▸ **The problem**
Scan the records for the string "enum", then copy each line that has it.

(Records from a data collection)
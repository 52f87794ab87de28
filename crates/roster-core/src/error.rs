//! Error types for `roster-core`.

use thiserror::Error;
use uuid::Uuid;

use crate::validate::FieldError;

#[derive(Debug, Error)]
pub enum Error {
  #[error("person not found: {0}")]
  PersonNotFound(Uuid),

  #[error("address not found: {0}")]
  AddressNotFound(Uuid),

  #[error("food not found: {0}")]
  FoodNotFound(String),

  #[error("pet not found: {0}")]
  PetNotFound(Uuid),

  #[error("address with id {0} already exists")]
  DuplicateAddress(Uuid),

  #[error("food with nameID {0:?} already exists")]
  DuplicateFood(String),

  #[error("validation failed on {} field(s)", .0.len())]
  Invalid(Vec<FieldError>),
}

pub type Result<T, E = Error> = std::result::Result<T, E>;
//! Food — a string-keyed record where the key itself is updatable.
//!
//! `nameID` is the primary key. A partial update may change it; the store
//! treats that as an atomic move (old key removed, merged record inserted
//! under the new key) and rejects moves onto an existing entry.

use chrono::{DateTime, Utc};
use serde::{Deserialize, Serialize};

use crate::{
  patch::Patch,
  validate::{FieldError, finish, require_non_empty},
};

// ─── Category ────────────────────────────────────────────────────────────────

/// Serialised capitalised, exactly as the wire values (`"Fruits"`, …).
#[derive(Debug, Clone, Copy, PartialEq, Eq, Serialize, Deserialize)]
pub enum FoodCategory {
  Fruits,
  Vegetables,
  Grains,
  Protein,
  Dairy,
}

// ─── Read shape ──────────────────────────────────────────────────────────────

/// Timestamps are set once at creation. A PATCH rewrites fields but leaves
/// both timestamps alone, so an empty update is a true no-op.
#[derive(Debug, Clone, PartialEq, Eq, Serialize, Deserialize)]
pub struct Food {
  #[serde(rename = "nameID")]
  pub name_id:    String,
  pub category:   FoodCategory,
  pub calories:   Option<u32>,
  pub created_at: DateTime<Utc>,
  pub updated_at: DateTime<Utc>,
}

impl Food {
  pub fn validate(&self) -> Result<(), Vec<FieldError>> {
    let mut errors = Vec::new();
    require_non_empty(&self.name_id, "nameID", &mut errors);
    finish(errors)
  }
}

// ─── Create shape ────────────────────────────────────────────────────────────

#[derive(Debug, Clone, Deserialize)]
pub struct FoodCreate {
  #[serde(rename = "nameID")]
  pub name_id:  String,
  pub category: FoodCategory,
  #[serde(default)]
  pub calories: Option<u32>,
}

impl FoodCreate {
  /// Build the read shape with server-assigned timestamps.
  pub fn into_food(self, now: DateTime<Utc>) -> Food {
    Food {
      name_id:    self.name_id,
      category:   self.category,
      calories:   self.calories,
      created_at: now,
      updated_at: now,
    }
  }
}

// ─── Update shape ────────────────────────────────────────────────────────────

/// Partial update. A present `nameID` renames the entry.
#[derive(Debug, Clone, Default, Deserialize)]
pub struct FoodUpdate {
  #[serde(default, rename = "nameID")]
  pub name_id:  Patch<String>,
  #[serde(default)]
  pub category: Patch<FoodCategory>,
  #[serde(default)]
  pub calories: Patch<u32>,
}

impl FoodUpdate {
  /// Merge present fields into `food`, field by field.
  pub fn apply(self, food: &mut Food) -> Result<(), Vec<FieldError>> {
    let mut errors = Vec::new();
    self.name_id.merge(&mut food.name_id, "nameID", &mut errors);
    self.category.merge(&mut food.category, "category", &mut errors);
    self.calories.merge_opt(&mut food.calories);
    finish(errors)
  }
}

// ─── Delete summary ──────────────────────────────────────────────────────────

/// Response shape for `DELETE /foods/{id}`.
#[derive(Debug, Clone, PartialEq, Eq, Serialize, Deserialize)]
pub struct FoodSummary {
  #[serde(rename = "nameID")]
  pub name_id:  String,
  pub category: FoodCategory,
  pub calories: Option<u32>,
}

impl From<Food> for FoodSummary {
  fn from(food: Food) -> Self {
    Self {
      name_id:  food.name_id,
      category: food.category,
      calories: food.calories,
    }
  }
}

// ─── Filter ──────────────────────────────────────────────────────────────────

/// Filters for `GET /foods`. The calorie bounds exclude entries without a
/// calorie count.
#[derive(Debug, Clone, Default, Deserialize)]
pub struct FoodFilter {
  pub category:     Option<FoodCategory>,
  pub min_calories: Option<u32>,
  pub max_calories: Option<u32>,
}

impl FoodFilter {
  pub fn matches(&self, food: &Food) -> bool {
    self.category.is_none_or(|c| food.category == c)
      && self
        .min_calories
        .is_none_or(|min| food.calories.is_some_and(|c| c >= min))
      && self
        .max_calories
        .is_none_or(|max| food.calories.is_some_and(|c| c <= max))
  }
}

// ─── Tests ───────────────────────────────────────────────────────────────────
//! Pet — a UUID-keyed record with server-assigned timestamps.

use chrono::{DateTime, Utc};
use serde::{Deserialize, Serialize};
use uuid::Uuid;

use crate::{
  filter::eq,
  patch::Patch,
  validate::{FieldError, finish, require_non_empty},
};

// ─── Species ─────────────────────────────────────────────────────────────────

#[derive(Debug, Clone, Copy, PartialEq, Eq, Serialize, Deserialize)]
pub enum PetSpecies {
  Dog,
  Cat,
  Bird,
  Fish,
}

// ─── Read shape ──────────────────────────────────────────────────────────────

#[derive(Debug, Clone, PartialEq, Eq, Serialize, Deserialize)]
pub struct Pet {
  pub id:         Uuid,
  pub species:    PetSpecies,
  pub name:       String,
  pub age:        Option<u32>,
  pub created_at: DateTime<Utc>,
  pub updated_at: DateTime<Utc>,
}

impl Pet {
  pub fn validate(&self) -> Result<(), Vec<FieldError>> {
    let mut errors = Vec::new();
    require_non_empty(&self.name, "name", &mut errors);
    finish(errors)
  }
}

// ─── Create shape ────────────────────────────────────────────────────────────

#[derive(Debug, Clone, Deserialize)]
pub struct PetCreate {
  pub species: PetSpecies,
  pub name:    String,
  #[serde(default)]
  pub age:     Option<u32>,
}

impl PetCreate {
  /// Build the read shape with the server-assigned id and timestamps.
  pub fn into_pet(self, id: Uuid, now: DateTime<Utc>) -> Pet {
    Pet {
      id,
      species:    self.species,
      name:       self.name,
      age:        self.age,
      created_at: now,
      updated_at: now,
    }
  }
}

// ─── Update shape ────────────────────────────────────────────────────────────

/// Partial update. The id is not updatable.
#[derive(Debug, Clone, Default, Deserialize)]
pub struct PetUpdate {
  #[serde(default)]
  pub species: Patch<PetSpecies>,
  #[serde(default)]
  pub name:    Patch<String>,
  #[serde(default)]
  pub age:     Patch<u32>,
}

impl PetUpdate {
  /// Merge present fields into `pet`, field by field.
  pub fn apply(self, pet: &mut Pet) -> Result<(), Vec<FieldError>> {
    let mut errors = Vec::new();
    self.species.merge(&mut pet.species, "species", &mut errors);
    self.name.merge(&mut pet.name, "name", &mut errors);
    self.age.merge_opt(&mut pet.age);
    finish(errors)
  }
}

// ─── Filter ──────────────────────────────────────────────────────────────────

/// Filters for `GET /pets`. The age bounds exclude pets of unknown age.
#[derive(Debug, Clone, Default, Deserialize)]
pub struct PetFilter {
  pub species: Option<PetSpecies>,
  pub name:    Option<String>,
  pub min_age: Option<u32>,
  pub max_age: Option<u32>,
}

impl PetFilter {
  pub fn matches(&self, pet: &Pet) -> bool {
    self.species.is_none_or(|s| pet.species == s)
      && eq(&self.name, &pet.name)
      && self.min_age.is_none_or(|min| pet.age.is_some_and(|a| a >= min))
      && self.max_age.is_none_or(|max| pet.age.is_some_and(|a| a <= max))
  }
}

// ─── Tests ───────────────────────────────────────────────────────────────────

▸ **Answer box**
pub enum Error {
pub enum FoodCategory {
pub enum PetSpecies {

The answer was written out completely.